La delegazione di Ferrara sarà presente in Piazza Santi Apostoli per dare voce a una vertenza che sul nostro territorio tocca da vicino realtà fondamentali come le cliniche Salus e Quisisana, oltre all’intera rete delle strutture residenziali assistenziali.

Al centro della protesta c’è il rinnovo dei contratti nazionali AIOP e ARIS, fermi da 8 anni per la sanità privata e da ben 14 anni per le RSA. Uno stallo che penalizza oltre 300 mila professionisti in Italia e centinaia di operatori nella provincia di Ferrara, che ogni giorno garantiscono cure e assistenza nonostante condizioni salariali e normative ormai anacronistiche.

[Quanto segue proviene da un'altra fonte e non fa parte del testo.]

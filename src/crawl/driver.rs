//! Seed-then-drain crawl loop.
//!
//! The store is the work queue: each cycle claims one unhydrated entity,
//! fetches its document, and upserts it, which may create more unhydrated
//! stubs. Draining ends when no unclaimed unhydrated entity is left and no
//! worker is still holding a claim.

use std::sync::Arc;
use std::time::{Duration, Instant};

use rusqlite::Connection;
use tokio::task::JoinSet;
use tokio_util::sync::CancellationToken;

use crate::crawl::source::DocumentSource;
use crate::db::Db;
use crate::error::{Result, SwgraphError};
use crate::graph::store::{self, canonical_key, FailedEntity, PendingEntity};
use crate::graph::upsert::{resolve_key, upsert_in_tx};
use crate::graph::{Document, EntityKind, UpsertOutcome};

/// Bounded retry with exponential backoff for fetches and store transactions.
#[derive(Debug, Clone, PartialEq, Eq)]
pub struct RetryPolicy {
    /// Fetch attempts per entity, including the first.
    pub max_attempts: u32,
    pub initial_backoff: Duration,
    pub max_backoff: Duration,
    /// Extra attempts for a store transaction that failed to commit.
    pub store_retries: u32,
}

impl Default for RetryPolicy {
    fn default() -> Self {
        Self {
            max_attempts: 3,
            initial_backoff: Duration::from_millis(500),
            max_backoff: Duration::from_secs(8),
            store_retries: 3,
        }
    }
}

impl RetryPolicy {
    /// Delay after the given failed attempt (1-based): doubles each time, capped.
    pub fn backoff_for(&self, attempt: u32) -> Duration {
        let factor = 2u32.saturating_pow(attempt.saturating_sub(1));
        self.initial_backoff.saturating_mul(factor).min(self.max_backoff)
    }
}

/// Result of one select-fetch-upsert cycle.
#[derive(Debug, Clone, PartialEq, Eq)]
pub enum CycleOutcome {
    Hydrated(UpsertOutcome),
    Failed { key: String, kind: String, error: String },
}

/// Result of seeding the root set.
#[derive(Debug, Clone, Default)]
pub struct SeedReport {
    pub seeded: usize,
    /// Seeding stopped early because the token was cancelled.
    pub cancelled: bool,
    /// `(key, error)` for roots that could not be fetched or upserted.
    pub failed: Vec<(String, String)>,
}

/// Summary of one drain pass.
#[derive(Debug, Clone, Default)]
pub struct DrainReport {
    pub cycles: usize,
    pub hydrated: usize,
    pub failed_this_run: usize,
    pub stubs_discovered: usize,
    pub relationships_created: usize,
    pub cancelled: bool,
    /// Every entity in the failed state when the pass ended, including earlier runs.
    pub failed: Vec<FailedEntity>,
    pub elapsed: Duration,
}

impl DrainReport {
    fn absorb(&mut self, worker: WorkerStats) {
        self.cycles += worker.cycles;
        self.hydrated += worker.hydrated;
        self.failed_this_run += worker.failed;
        self.stubs_discovered += worker.stubs_discovered;
        self.relationships_created += worker.relationships_created;
    }

    /// Log the end-of-pass summary, one line per failed entity.
    pub fn log_summary(&self) {
        log::info!("=== Drain {} ===", if self.cancelled { "Interrupted" } else { "Complete" });
        log::info!("Cycles: {} (hydrated: {}, failed: {})", self.cycles, self.hydrated, self.failed_this_run);
        log::info!("Stubs discovered: {}", self.stubs_discovered);
        log::info!("Relationships created: {}", self.relationships_created);
        log::info!("Time: {:?}", self.elapsed);
        if self.failed.is_empty() {
            log::info!("No entities in failed state");
            return;
        }
        log::warn!("{} entities in failed state (run `swgraph reset-failed` to retry them):", self.failed.len());
        for f in &self.failed {
            log::warn!(
                "  {} {} after {} attempt(s): {}",
                f.kind,
                f.key,
                f.attempts,
                f.last_error.as_deref().unwrap_or("unknown error")
            );
        }
    }
}

#[derive(Debug, Default)]
struct WorkerStats {
    cycles: usize,
    hydrated: usize,
    failed: usize,
    stubs_discovered: usize,
    relationships_created: usize,
}

impl WorkerStats {
    fn record(&mut self, outcome: &CycleOutcome) {
        self.cycles += 1;
        match outcome {
            CycleOutcome::Hydrated(o) => {
                self.hydrated += 1;
                self.stubs_discovered += o.stubs_created;
                self.relationships_created += o.relationships_created;
            }
            CycleOutcome::Failed { .. } => self.failed += 1,
        }
    }
}

/// Orchestrates seeding and draining against one store and one document source.
#[derive(Clone)]
pub struct CrawlDriver {
    db: Db,
    source: Arc<dyn DocumentSource>,
    policy: RetryPolicy,
    workers: usize,
    idle_poll: Duration,
    run_id: String,
}

impl CrawlDriver {
    pub fn new(db: Db, source: Arc<dyn DocumentSource>, policy: RetryPolicy) -> Self {
        let run_id = uuid::Uuid::new_v4().simple().to_string();
        Self {
            db,
            source,
            policy,
            workers: 1,
            idle_poll: Duration::from_millis(200),
            run_id: run_id[..8].to_string(),
        }
    }

    /// Number of concurrent drain workers (at least one).
    pub fn with_workers(mut self, workers: usize) -> Self {
        self.workers = workers.max(1);
        self
    }

    /// How long an idle worker waits before re-checking for work others may discover.
    pub fn with_idle_poll(mut self, idle_poll: Duration) -> Self {
        self.idle_poll = idle_poll;
        self
    }

    /// Fetch and upsert the root set unconditionally.
    ///
    /// A root that can't be fetched is recorded as a failed entity so it shows
    /// up in the failure summary and can be retried with `reset-failed`.
    /// `cancel` is checked between roots.
    pub async fn seed(&self, kind: EntityKind, keys: &[String], cancel: &CancellationToken) -> Result<SeedReport> {
        let mut report = SeedReport::default();

        for (idx, raw_key) in keys.iter().enumerate() {
            if cancel.is_cancelled() {
                log::info!("Seeding cancelled after {} of {} root(s)", idx, keys.len());
                report.cancelled = true;
                break;
            }
            let Some(key) = canonical_key(raw_key) else {
                return Err(SwgraphError::InvalidInput(format!("blank seed key at position {}", idx)));
            };
            log::info!("[seed {}/{}] {} {}", idx + 1, keys.len(), kind, key);

            let (fetched, attempts) = self.fetch_with_retry(&key).await;
            let result = match fetched {
                Ok(document) => self.checked_upsert(kind, &key, document).await,
                Err(e) => Err(e),
            };

            match result {
                Ok(outcome) => {
                    report.seeded += 1;
                    log::info!(
                        "✓ {} ({} new stubs, {} new relationships)",
                        key,
                        outcome.stubs_created,
                        outcome.relationships_created
                    );
                }
                Err(e) if e.is_store_failure() => return Err(e),
                Err(e) => {
                    log::error!("✗ seed {}: {}", key, e);
                    let message = e.to_string();
                    let stub_key = key.clone();
                    self.with_store_retry(move |conn| {
                        let (id, _) = store::ensure_stub(conn, kind, &stub_key)?;
                        store::mark_failed(conn, id, &message, attempts)
                    })
                    .await?;
                    report.failed.push((key, e.to_string()));
                }
            }
        }

        Ok(report)
    }

    /// Drain until no unhydrated entity remains or `cancel` fires.
    ///
    /// Cancellation is honoured between cycles only, so the store is always
    /// left at a cycle boundary and a later drain resumes where this one stopped.
    pub async fn drain(&self, cancel: &CancellationToken) -> Result<DrainReport> {
        let start = Instant::now();

        let released = self.with_store_retry(|conn| store::release_all_claims(conn)).await?;
        if released > 0 {
            log::info!("Released {} stale claim(s) from an interrupted run", released);
        }

        let stop = cancel.child_token();
        let mut workers = JoinSet::new();
        for n in 0..self.workers {
            let driver = self.clone();
            let stop = stop.clone();
            let worker_id = format!("{}-w{}", self.run_id, n);
            workers.spawn(async move { driver.run_worker(worker_id, stop).await });
        }

        let mut report = DrainReport::default();
        let mut first_error = None;
        while let Some(joined) = workers.join_next().await {
            let result = joined
                .map_err(|e| SwgraphError::Io(std::io::Error::other(format!("drain worker panicked: {}", e))))
                .and_then(|r| r);
            match result {
                Ok(stats) => report.absorb(stats),
                Err(e) => {
                    log::error!("Drain worker stopped: {}", e);
                    stop.cancel();
                    first_error.get_or_insert(e);
                }
            }
        }
        if let Some(e) = first_error {
            return Err(e);
        }

        report.cancelled = cancel.is_cancelled();
        report.failed = self.with_store_retry(|conn| store::list_failed(conn)).await?;
        report.elapsed = start.elapsed();
        Ok(report)
    }

    async fn run_worker(&self, worker_id: String, stop: CancellationToken) -> Result<WorkerStats> {
        let mut stats = WorkerStats::default();
        log::debug!("Worker {} started", worker_id);

        loop {
            if stop.is_cancelled() {
                log::info!("Worker {} cancelled after {} cycle(s)", worker_id, stats.cycles);
                break;
            }

            let claimer = worker_id.clone();
            let claimed = self
                .with_store_retry(move |conn| store::claim_next_unhydrated(conn, &claimer))
                .await?;

            let Some(pending) = claimed else {
                let in_flight = self.with_store_retry(|conn| store::count_in_flight(conn)).await?;
                if in_flight == 0 {
                    break;
                }
                // Another worker may still discover new stubs.
                tokio::select! {
                    _ = stop.cancelled() => {}
                    _ = tokio::time::sleep(self.idle_poll) => {}
                }
                continue;
            };

            let outcome = self.run_cycle(pending).await?;
            stats.record(&outcome);
        }

        log::debug!("Worker {} finished: {:?}", worker_id, stats);
        Ok(stats)
    }

    /// Fetch and upsert one claimed entity.
    ///
    /// Per-entity problems end in `CycleOutcome::Failed` with the entity marked
    /// failed. Only a store that stays unavailable is returned as an error.
    pub async fn run_cycle(&self, pending: PendingEntity) -> Result<CycleOutcome> {
        let kind = match pending.kind.parse::<EntityKind>() {
            Ok(kind) if kind.is_tag() => {
                let err = SwgraphError::InvalidInput(format!("tag kind {} has no remote document", kind));
                return self.fail(&pending, err, 0).await;
            }
            Ok(kind) => kind,
            Err(e) => return self.fail(&pending, e, 0).await,
        };

        let (fetched, attempts) = self.fetch_with_retry(&pending.key).await;
        let document = match fetched {
            Ok(document) => document,
            Err(e) => return self.fail(&pending, e, attempts).await,
        };

        match self.checked_upsert(kind, &pending.key, document).await {
            Ok(outcome) => {
                log::info!(
                    "✓ {} {} ({} new stubs, {} new relationships)",
                    kind,
                    pending.key,
                    outcome.stubs_created,
                    outcome.relationships_created
                );
                Ok(CycleOutcome::Hydrated(outcome))
            }
            Err(e) if e.is_store_failure() => Err(e),
            Err(e) => self.fail(&pending, e, attempts).await,
        }
    }

    /// Fetch with bounded retry. Returns the final result and the attempts spent.
    pub async fn fetch_with_retry(&self, key: &str) -> (Result<Document>, u32) {
        let mut attempt = 1;
        loop {
            match self.source.fetch(key).await {
                Ok(document) => return (Ok(document), attempt),
                Err(e) if e.is_transient() && attempt < self.policy.max_attempts => {
                    let delay = self.policy.backoff_for(attempt);
                    log::warn!(
                        "Retry {}/{} for {} in {:?} after error: {}",
                        attempt,
                        self.policy.max_attempts,
                        key,
                        delay,
                        e
                    );
                    tokio::time::sleep(delay).await;
                    attempt += 1;
                }
                Err(e) => return (Err(e), attempt),
            }
        }
    }

    /// Upsert a document fetched for `expected_key`, refusing documents that
    /// describe a different entity (that would leave the claimed one unhydrated).
    async fn checked_upsert(&self, kind: EntityKind, expected_key: &str, document: Document) -> Result<UpsertOutcome> {
        let key = resolve_key(kind, &document)?;
        if key != expected_key {
            return Err(SwgraphError::MalformedDocument(format!(
                "document for {} carries key {}",
                expected_key, key
            )));
        }
        let document = Arc::new(document);
        self.with_store_retry(move |conn| upsert_in_tx(conn, kind, &document)).await
    }

    async fn fail(&self, pending: &PendingEntity, error: SwgraphError, attempts: u32) -> Result<CycleOutcome> {
        log::error!("✗ {} {}: {}", pending.kind, pending.key, error);
        let id = pending.id;
        let message = error.to_string();
        let stored = message.clone();
        self.with_store_retry(move |conn| store::mark_failed(conn, id, &stored, attempts))
            .await?;
        Ok(CycleOutcome::Failed {
            key: pending.key.clone(),
            kind: pending.kind.clone(),
            error: message,
        })
    }

    /// Run a store operation, retrying the whole transaction on store failures.
    async fn with_store_retry<F, T>(&self, f: F) -> Result<T>
    where
        F: Fn(&mut Connection) -> Result<T> + Send + Sync + 'static,
        T: Send + 'static,
    {
        let f = Arc::new(f);
        let mut attempt = 0;
        loop {
            let op = Arc::clone(&f);
            match self.db.with_connection(move |conn| (*op)(conn)).await {
                Ok(value) => return Ok(value),
                Err(e) if e.is_store_failure() && attempt < self.policy.store_retries => {
                    attempt += 1;
                    let delay = self.policy.backoff_for(attempt);
                    log::warn!("Store retry {}/{} in {:?}: {}", attempt, self.policy.store_retries, delay, e);
                    tokio::time::sleep(delay).await;
                }
                Err(e) => return Err(e),
            }
        }
    }
}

Come sigle sindacali riteniamo il coinvolgimento nello sciopero di strutture come la Salus e la Quisisana, strutture integrate e strategiche per la salute mette in evidenza, una necessità di maggiore attenzione al trattamento riservato alle lavoratrici ed ai lavoratori.
“Non è più accettabile che strutture di eccellenza del nostro territorio operino con contratti scaduti da oltre un decennio -dichiarano Murat Dyiapoglu della FP CGIL, Kevin Ponzuoli della CISL FP e Davide Covi della UIL FPL – le lavoratrici e i lavoratori di Salus, Quisisana e delle RSA ferraresi hanno dimostrato professionalità e dedizione costante, ma la dignità del lavoro non può essere alimentata solo dal senso di responsabilità, servono risposte economiche e diritti certi.”

La mobilitazione del 17 aprile punta a scardinare il silenzio delle controparti datoriali e a sollecitare le istituzioni su punti precisi:
• Rinnovo immediato dei CCNL: Per recuperare il potere d’acquisto eroso dall’inflazione e riconoscere il valore delle competenze.
• Accreditamento e Diritti: Chiedere che il sistema di accreditamento regionale vincoli le risorse pubbliche all’applicazione dei contratti nazionali sottoscritti dalle organizzazioni più rappresentative.
• Qualità del Lavoro e della Cura: Riaffermare che il benessere dei pazienti e degli anziani è direttamente proporzionale alle condizioni di lavoro degli operatori.

“Scendiamo in piazza perché crediamo in un sistema dove le scelte partono dall’ascolto della base – concludono i sindacalisti – il blocco dei contratti è un vulnus democratico che colpisce chi opera nel settore. Il tempo della pazienza è finito la qualità dei servizi a Ferrara non può reggersi sul sacrificio infinito delle lavoratrici e dei lavoratori.”